The baselines folder in the PV_ICE tool provides baseline scenarios for modules in the US and World level, as well as baseline_materials for glass, Silver and Aluminum. For more details on the source of these values, see the documentation on baselines.

baseline_module¶

year : int Year.

new_Installed_Capacity_[MW]: float New installed PV capacity in MW. Additions of PV modules in nameplate MW peak in the specified year.

module_efficiency_[%]: float Nameplate efficiency of the module. i.e.: 22.3 %.

module_reliability_t50_[years]: float (optional) The number of years after the installation year at which 50% of the cohort of modules will be removed from the field

module_reliability_t90_[years]: float (optional) The number of years after the installation year at which 90% of the cohort of modules will be removed from the field

module_degradation_[%]: float Percentage annual reduction of the module’s performance, relative to it?s nameplate. i.e. 0.5 %.

module_manufacturing_efficiency_[%]: float Efficiency of manufacturing modules (if there are losses of modules and all associated products during production).

module_EOL_collection_losses_[%]: float Percentage of modules collected from the field at end of life for sorting and disposition. i.e. 30%

module_EOL_collected_recycled_[%] : float Percentage of collected end of life modules that are sent to recycling

module_repowering_[%]: float Percentage of modules at EOL from degradation that are repowered.

module_repairing_[%]: float Percentage of modules at EOL from failure that are repaired and go back to functioning in the field.

baseline_material¶

material_virgin_efficiency_[%]: float Efficiency of mining, extracting, and purifying the material up to the point of entry into the module manufacturing line.

material_masspermodule_[kg]: float Mass of specified material in kilograms per PV module

material_manufacturing_efficiency_[%]: float Efficiency of the manufacturing production line for the material - i.e. how much of the input material is incorporated into the module

material_manufacturing_scrap_recycled_[%]: float The percentage of the scrap generated at the manufacturing facility that is sent to recycling (internal or external).

material_manufacturing_scrap_recycling_efficiency_[%]: float Efficiency of the scrap recycling process

material_manufacturing_scrap_recycled_into_HighQuality_[%]: float Percentage of manufacturing scrap which is recycled into high quality material and used for non-PV module applications externally (open loop)

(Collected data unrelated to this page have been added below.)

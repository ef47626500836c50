//! # reactlog - reaction middleware for log streams
//!
//! reactlog sits between a logging call site and its output sink. Every
//! record written through it is checked for a registered trigger, and a
//! matching trigger runs a pluggable reaction that decides whether the record
//! still reaches the sink.
//!
//! ## Core Concepts
//!
//! - **Record**: the bytes of one `write` call, usually one log line
//! - **Trigger**: a word (or substring) that selects a reaction
//! - **Reactor**: logic run on a matched record, returning a [`Verdict`]
//! - **MatchDiscipline**: whole-word or substring trigger matching, fixed
//!   per dispatcher
//!
//! ## Usage
//!
//! ```rust,ignore
//! use reactlog::{Discard, ReactLog, Redirect, SharedBuffer};
//!
//! let audit = SharedBuffer::new();
//! let mut log = ReactLog::new(std::io::stderr());
//! log.register("DEBUG", Discard)?;
//! log.register("AUDIT", Redirect::new(audit.clone()))?;
//!
//! log.submit(b"DEBUG this is dropped\n")?;
//! log.submit(b"AUDIT this goes to the audit buffer\n")?;
//! log.submit(b"ERROR this reaches stderr\n")?;
//! ```

#![warn(missing_docs)]
#![warn(clippy::all)]
#![warn(clippy::pedantic)]
#![allow(clippy::module_name_repetitions)]

pub mod config;
pub mod dispatcher;
pub mod error;
pub mod reaction;
pub mod record;
pub mod registry;
pub mod sink;
pub mod trigger;

pub use config::{ActionConfig, ReactLogConfig, RuleConfig};
pub use dispatcher::ReactLog;
pub use error::{ReactError, ReactResult, ValidationError};
pub use reaction::{Copy, Discard, Reactor, Redirect, Verdict};
pub use registry::{BoxedReactor, TriggerRegistry};
pub use sink::{SharedBuffer, SharedReactLog};
pub use trigger::{MatchDiscipline, Trigger};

material_manufacturing_scrap_recycled_into_HighQuality_reused_for_module_manufacturing_[%]: float Percentage of manufacturing scrap material which is recycled and used in the manufacturing of a new module

material_EOL_collected_Recycled_[%]: float Percentage of collected end of life material which is sent to recycling

material_EOL_Recycling_efficiency_[%]: float Efficiency of the end of life recycling process, i.e. percentage of the material that is put through the process that is successfully recycled

EOL_Recycled_Material_into_HighQuality_[%]: float Percentage of collected end of life material recycled into high quality material and used for non-PV modules applications externally (open loop)

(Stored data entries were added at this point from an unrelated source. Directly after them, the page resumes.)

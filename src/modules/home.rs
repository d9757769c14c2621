//! Overview module — the "at a glance" health summary.
//!
//! Fetches the aggregated SAP system health and shows the global
//! counters plus one row per SID with a status icon for the SAP
//! instances, the database, the pacemaker clusters and the hosts.

use crate::sap::health::{self, SystemHealth};
use crate::sap::{ApiResult, Client};
use crate::types::{FlashMessage, HealthStatus};
use crate::ui::theme::Theme;
use crate::ui::widgets;
use anyhow::Result;
use crossterm::event::{KeyCode, KeyEvent};
use ratatui::{
    layout::{Constraint, Layout, Rect},
    text::{Line, Span},
    widgets::{Block, Borders, Cell, Paragraph, Row, Table},
    Frame,
};
use std::sync::mpsc;

pub struct HomeState {
    pub rows: Vec<SystemHealth>,
    pub selected: usize,
    pub loading: bool,
    pub loaded: bool,
    pub load_error: Option<String>,
    load_rx: Option<mpsc::Receiver<ApiResult<Vec<SystemHealth>>>>,
    pub flash_message: Option<FlashMessage>,
}

impl HomeState {
    pub fn new() -> Self {
        Self {
            rows: Vec::new(),
            selected: 0,
            loading: false,
            loaded: false,
            load_error: None,
            load_rx: None,
            flash_message: None,
        }
    }

    /// Kick off the first fetch when the tab is entered (non-blocking).
    pub fn ensure_loaded(&mut self, client: &Client) {
        if self.loaded || self.loading {
            return;
        }
        self.reload(client);
    }

    pub fn reload(&mut self, client: &Client) {
        self.loading = true;
        let (tx, rx) = mpsc::channel();
        self.load_rx = Some(rx);
        let client = client.clone();

        std::thread::spawn(move || {
            let _ = tx.send(health::fetch_summary(&client));
        });
    }

    /// Drain the background fetch. A failed fetch falls back to an empty
    /// summary with an error flash.
    pub fn poll(&mut self) {
        if let Some(rx) = &self.load_rx {
            match rx.try_recv() {
                Ok(Ok(rows)) => {
                    self.rows = rows;
                    self.load_error = None;
                    self.loading = false;
                    self.loaded = true;
                    self.load_rx = None;
                    if self.selected >= self.rows.len() {
                        self.selected = self.rows.len().saturating_sub(1);
                    }
                }
                Ok(Err(e)) => {
                    self.rows = Vec::new();
                    self.load_error = Some(e.to_string());
                    self.loading = false;
                    self.loaded = true;
                    self.load_rx = None;
                    self.flash_message = Some(FlashMessage::new(e.to_string(), true));
                }
                Err(mpsc::TryRecvError::Empty) => {}
                Err(mpsc::TryRecvError::Disconnected) => {
                    self.loading = false;
                    self.loaded = true;
                    self.load_rx = None;
                }
            }
        }
    }

    pub fn handle_key(&mut self, key: KeyEvent, client: &Client) -> Result<bool> {
        match key.code {
            KeyCode::Char('j') | KeyCode::Down => {
                if !self.rows.is_empty() {
                    self.selected = (self.selected + 1).min(self.rows.len() - 1);
                }
            }
            KeyCode::Char('k') | KeyCode::Up => {
                self.selected = self.selected.saturating_sub(1);
            }
            KeyCode::Char('g') => self.selected = 0,
            KeyCode::Char('G') => {
                if !self.rows.is_empty() {
                    self.selected = self.rows.len() - 1;
                }
            }
            KeyCode::Char('r') => self.reload(client),
            _ => return Ok(false),
        }
        Ok(true)
    }
}

pub fn render(frame: &mut Frame, state: &HomeState, theme: &Theme, area: Rect) {
    let block = Block::default()
        .style(theme.block_style())
        .title(" At a glance ")
        .title_style(theme.title())
        .borders(Borders::ALL)
        .border_style(theme.border_focused());
    let inner = block.inner(area);
    frame.render_widget(block, area);

    if inner.height < 5 || inner.width < 40 {
        return;
    }

    if state.loading {
        widgets::render_loading(frame, "Loading...", theme, inner);
        return;
    }

    let chunks = Layout::vertical([
        Constraint::Length(2), // global counters
        Constraint::Min(3),    // per-SID table
    ])
    .split(inner);

    render_counters(frame, state, theme, chunks[0]);
    render_summary_table(frame, state, theme, chunks[1]);

    if let Some(msg) = &state.flash_message {
        widgets::render_flash_message(frame, &msg.text, msg.is_error, theme, inner);
    }
}

fn render_counters(frame: &mut Frame, state: &HomeState, theme: &Theme, area: Rect) {
    let counters = health::summarize(&state.rows);

    let line = Line::from(vec![
        Span::styled(" Global health   ", theme.text_dim()),
        widgets::counter_span(HealthStatus::Passing, counters.passing, theme),
        Span::raw("   "),
        widgets::counter_span(HealthStatus::Warning, counters.warning, theme),
        Span::raw("   "),
        widgets::counter_span(HealthStatus::Critical, counters.critical, theme),
        Span::raw("   "),
        widgets::counter_span(HealthStatus::Unknown, counters.unknown, theme),
    ]);
    frame.render_widget(Paragraph::new(line).style(theme.block_style()), area);
}

fn render_summary_table(frame: &mut Frame, state: &HomeState, theme: &Theme, area: Rect) {
    if state.rows.is_empty() {
        let text = if state.load_error.is_some() {
            "No data — the health summary could not be loaded"
        } else {
            "No SAP systems discovered yet"
        };
        frame.render_widget(Paragraph::new(text).style(theme.text_dim()), area);
        return;
    }

    let header = Row::new(vec![
        Cell::from(" SID").style(theme.title()),
        Cell::from("SAP INSTANCES").style(theme.title()),
        Cell::from("DATABASE").style(theme.title()),
        Cell::from("PACEMAKER CLUSTERS").style(theme.title()),
        Cell::from("HOSTS").style(theme.title()),
    ])
    .style(theme.block_style());

    let rows: Vec<Row> = state
        .rows
        .iter()
        .enumerate()
        .map(|(i, system)| {
            let row_style = if i == state.selected {
                theme.selected()
            } else {
                theme.text()
            };
            let cell = |status: HealthStatus| {
                Cell::from(Line::from(widgets::status_span(status, theme)))
            };

            // systems not fully discovered yet may come without a SID
            let sid = if system.sid.is_empty() {
                system.id.as_str()
            } else {
                system.sid.as_str()
            };

            Row::new(vec![
                Cell::from(format!(" {}", sid)),
                cell(system.sapsystem_health),
                cell(system.database_health),
                cell(system.clusters_health),
                cell(system.hosts_health),
            ])
            .style(row_style)
        })
        .collect();

    let widths = [
        Constraint::Length(8),
        Constraint::Percentage(25),
        Constraint::Percentage(25),
        Constraint::Percentage(25),
        Constraint::Percentage(25),
    ];

    let table = Table::new(rows, widths)
        .header(header)
        .style(theme.block_style());
    frame.render_widget(table, area);
}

EOL_Recycled_HighQuality_Reused_for_Manufacturing_[%]: float Percentage of end of life recycled material that is recycled into high quality material and used in the manufacture of a new module (closed loop)

Output Data¶

The CEMFC calculates virgin material, landfilled and recycled materials, and the many other steps in the Mass Flow Diagram for each year dynamically. It appends these annual results to the dataframe loaded from baseline_module and baseline_materials. A description of the output columns is below.

CEMFC Outputs¶

module_installedCapacity_[MW] Summation of all cohorts of installed PV actively in the field in the specified year

material_installedMass_[kg]: float Summation of material associated with the total installed capacity in the field in a specified year

material_EoL_[kg]: ** material_EoL_waste_[kg]: Material in modules from all cohorts that reach that year the end-of-life stage. This value already reflects repowered, reused, or re-manufactured modules.

material_EoL_CollectionLost: float Summation of waste material accounting for collection efficiency on an annual basis

material_EoL_Collected_Recycled: float Summation of waste material sent for recycling, accounting for collection efficiency losses

material_EoL_Collected_Landfilled: float End of life collected material that is landfilled, as opposed to recycled, on an annual basis

material_EoL_Recycled_Succesfully: float End of life collected material that is successfully recycled, accounting for recycling process efficiencies, on an annual basis.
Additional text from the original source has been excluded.